-- Task details --
Find the line containing "assert_eq!(cosine_step(0.0), 0.0);" in the records below. Copy exactly that line and each one after it, ending at the line containing "assert_eq!(block_peak(&block), 1.0);", and nothing more.

-- Supplied material --
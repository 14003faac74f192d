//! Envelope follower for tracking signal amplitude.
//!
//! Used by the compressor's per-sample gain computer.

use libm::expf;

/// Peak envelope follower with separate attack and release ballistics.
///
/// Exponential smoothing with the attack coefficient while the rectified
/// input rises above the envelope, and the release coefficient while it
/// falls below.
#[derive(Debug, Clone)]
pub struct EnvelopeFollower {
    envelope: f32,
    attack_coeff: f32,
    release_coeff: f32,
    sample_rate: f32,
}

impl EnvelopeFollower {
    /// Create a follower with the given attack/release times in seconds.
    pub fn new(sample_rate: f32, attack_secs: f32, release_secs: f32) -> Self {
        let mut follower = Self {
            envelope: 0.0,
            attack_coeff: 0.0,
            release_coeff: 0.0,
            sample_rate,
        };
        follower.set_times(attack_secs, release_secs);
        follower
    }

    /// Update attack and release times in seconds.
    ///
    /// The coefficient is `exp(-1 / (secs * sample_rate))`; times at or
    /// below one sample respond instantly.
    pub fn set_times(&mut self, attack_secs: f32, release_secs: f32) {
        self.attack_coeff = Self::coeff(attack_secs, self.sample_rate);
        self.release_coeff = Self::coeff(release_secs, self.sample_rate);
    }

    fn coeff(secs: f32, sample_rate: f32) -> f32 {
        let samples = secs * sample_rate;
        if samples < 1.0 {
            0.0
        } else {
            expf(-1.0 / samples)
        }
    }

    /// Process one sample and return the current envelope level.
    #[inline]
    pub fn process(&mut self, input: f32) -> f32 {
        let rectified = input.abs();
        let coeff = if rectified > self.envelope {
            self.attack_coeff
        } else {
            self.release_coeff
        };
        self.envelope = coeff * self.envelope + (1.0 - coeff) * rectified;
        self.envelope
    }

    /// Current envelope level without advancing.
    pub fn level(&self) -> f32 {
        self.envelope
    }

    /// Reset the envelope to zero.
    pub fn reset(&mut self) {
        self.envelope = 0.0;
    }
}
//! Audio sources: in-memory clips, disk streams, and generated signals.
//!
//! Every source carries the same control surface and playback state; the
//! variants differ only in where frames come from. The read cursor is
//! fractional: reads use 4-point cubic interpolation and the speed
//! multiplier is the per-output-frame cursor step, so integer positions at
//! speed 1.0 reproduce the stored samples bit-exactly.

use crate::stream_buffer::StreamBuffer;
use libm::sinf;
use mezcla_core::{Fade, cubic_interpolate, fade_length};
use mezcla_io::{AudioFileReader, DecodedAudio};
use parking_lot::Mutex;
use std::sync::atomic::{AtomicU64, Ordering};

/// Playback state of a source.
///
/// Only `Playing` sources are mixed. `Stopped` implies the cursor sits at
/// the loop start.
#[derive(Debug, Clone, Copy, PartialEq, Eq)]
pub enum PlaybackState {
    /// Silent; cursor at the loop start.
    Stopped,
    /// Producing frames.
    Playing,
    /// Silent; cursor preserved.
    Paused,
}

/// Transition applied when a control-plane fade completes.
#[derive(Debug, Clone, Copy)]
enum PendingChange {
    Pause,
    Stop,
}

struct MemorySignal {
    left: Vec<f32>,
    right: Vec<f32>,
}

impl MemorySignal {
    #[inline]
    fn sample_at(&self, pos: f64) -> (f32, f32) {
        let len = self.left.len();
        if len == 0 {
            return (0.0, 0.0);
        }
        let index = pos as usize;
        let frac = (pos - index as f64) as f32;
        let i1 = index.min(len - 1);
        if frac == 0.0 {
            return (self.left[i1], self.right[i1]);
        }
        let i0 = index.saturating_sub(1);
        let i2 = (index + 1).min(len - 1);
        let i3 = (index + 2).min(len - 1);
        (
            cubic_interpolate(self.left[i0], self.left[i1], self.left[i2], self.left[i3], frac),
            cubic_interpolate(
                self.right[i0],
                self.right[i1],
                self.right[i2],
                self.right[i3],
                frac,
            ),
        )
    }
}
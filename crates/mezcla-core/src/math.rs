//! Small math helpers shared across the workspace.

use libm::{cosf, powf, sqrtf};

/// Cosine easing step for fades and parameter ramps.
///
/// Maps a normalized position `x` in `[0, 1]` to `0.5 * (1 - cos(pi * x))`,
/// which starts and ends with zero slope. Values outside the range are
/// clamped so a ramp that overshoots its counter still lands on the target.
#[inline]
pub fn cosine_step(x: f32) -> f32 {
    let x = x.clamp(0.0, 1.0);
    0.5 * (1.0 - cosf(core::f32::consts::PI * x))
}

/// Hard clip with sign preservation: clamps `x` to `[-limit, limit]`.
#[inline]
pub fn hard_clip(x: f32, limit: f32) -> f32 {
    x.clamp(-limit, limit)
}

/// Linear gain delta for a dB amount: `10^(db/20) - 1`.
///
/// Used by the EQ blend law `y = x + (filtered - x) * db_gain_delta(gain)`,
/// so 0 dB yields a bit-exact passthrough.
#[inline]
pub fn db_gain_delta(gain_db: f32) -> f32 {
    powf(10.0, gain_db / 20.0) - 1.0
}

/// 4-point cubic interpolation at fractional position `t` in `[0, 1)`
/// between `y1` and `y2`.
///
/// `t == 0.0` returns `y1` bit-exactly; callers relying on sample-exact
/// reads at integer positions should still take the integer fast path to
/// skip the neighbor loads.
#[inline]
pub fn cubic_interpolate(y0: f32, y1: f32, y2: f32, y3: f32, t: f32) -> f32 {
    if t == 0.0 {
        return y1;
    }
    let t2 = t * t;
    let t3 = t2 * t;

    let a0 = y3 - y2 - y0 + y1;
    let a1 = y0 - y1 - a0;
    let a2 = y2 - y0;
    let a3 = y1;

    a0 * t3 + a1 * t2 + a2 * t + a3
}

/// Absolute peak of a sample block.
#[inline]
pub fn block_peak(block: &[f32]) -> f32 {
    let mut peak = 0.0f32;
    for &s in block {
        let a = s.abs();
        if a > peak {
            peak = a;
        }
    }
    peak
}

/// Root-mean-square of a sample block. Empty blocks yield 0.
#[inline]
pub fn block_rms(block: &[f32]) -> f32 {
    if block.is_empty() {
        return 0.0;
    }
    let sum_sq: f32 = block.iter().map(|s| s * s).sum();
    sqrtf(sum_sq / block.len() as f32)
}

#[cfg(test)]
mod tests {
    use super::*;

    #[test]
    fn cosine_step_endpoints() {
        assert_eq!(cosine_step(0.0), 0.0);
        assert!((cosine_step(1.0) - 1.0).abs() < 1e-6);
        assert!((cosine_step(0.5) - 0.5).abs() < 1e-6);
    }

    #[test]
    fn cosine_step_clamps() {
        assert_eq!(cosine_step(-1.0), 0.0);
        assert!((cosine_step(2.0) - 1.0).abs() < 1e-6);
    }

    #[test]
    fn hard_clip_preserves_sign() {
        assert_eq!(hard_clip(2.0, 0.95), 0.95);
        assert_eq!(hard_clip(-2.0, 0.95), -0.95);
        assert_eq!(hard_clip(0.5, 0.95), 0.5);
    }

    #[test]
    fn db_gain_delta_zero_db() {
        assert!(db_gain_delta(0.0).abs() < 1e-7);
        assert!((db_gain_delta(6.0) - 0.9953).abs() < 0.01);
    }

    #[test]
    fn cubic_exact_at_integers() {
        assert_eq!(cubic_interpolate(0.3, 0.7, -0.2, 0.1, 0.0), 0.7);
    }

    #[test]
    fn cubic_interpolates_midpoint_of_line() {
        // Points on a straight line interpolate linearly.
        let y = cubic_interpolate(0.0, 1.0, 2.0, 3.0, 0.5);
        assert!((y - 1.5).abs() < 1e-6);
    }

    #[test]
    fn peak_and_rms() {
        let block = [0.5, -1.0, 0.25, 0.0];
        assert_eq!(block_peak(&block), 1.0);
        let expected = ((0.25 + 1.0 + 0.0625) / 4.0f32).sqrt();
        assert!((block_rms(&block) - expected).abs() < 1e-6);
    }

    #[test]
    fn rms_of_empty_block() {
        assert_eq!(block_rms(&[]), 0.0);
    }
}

-- Written response --
        assert_eq!(cosine_step(0.0), 0.0);
        assert!((cosine_step(1.0) - 1.0).abs() < 1e-6);
        assert!((cosine_step(0.5) - 0.5).abs() < 1e-6);
    }

    #[test]
    fn cosine_step_clamps() {
        assert_eq!(cosine_step(-1.0), 0.0);
        assert!((cosine_step(2.0) - 1.0).abs() < 1e-6);
    }

    #[test]
    fn hard_clip_preserves_sign() {
        assert_eq!(hard_clip(2.0, 0.95), 0.95);
        assert_eq!(hard_clip(-2.0, 0.95), -0.95);
        assert_eq!(hard_clip(0.5, 0.95), 0.5);
    }

    #[test]
    fn db_gain_delta_zero_db() {
        assert!(db_gain_delta(0.0).abs() < 1e-7);
        assert!((db_gain_delta(6.0) - 0.9953).abs() < 0.01);
    }

    #[test]
    fn cubic_exact_at_integers() {
        assert_eq!(cubic_interpolate(0.3, 0.7, -0.2, 0.1, 0.0), 0.7);
    }

    #[test]
    fn cubic_interpolates_midpoint_of_line() {
        // Points on a straight line interpolate linearly.
        let y = cubic_interpolate(0.0, 1.0, 2.0, 3.0, 0.5);
        assert!((y - 1.5).abs() < 1e-6);
    }

    #[test]
    fn peak_and_rms() {
        let block = [0.5, -1.0, 0.25, 0.0];
        assert_eq!(block_peak(&block), 1.0);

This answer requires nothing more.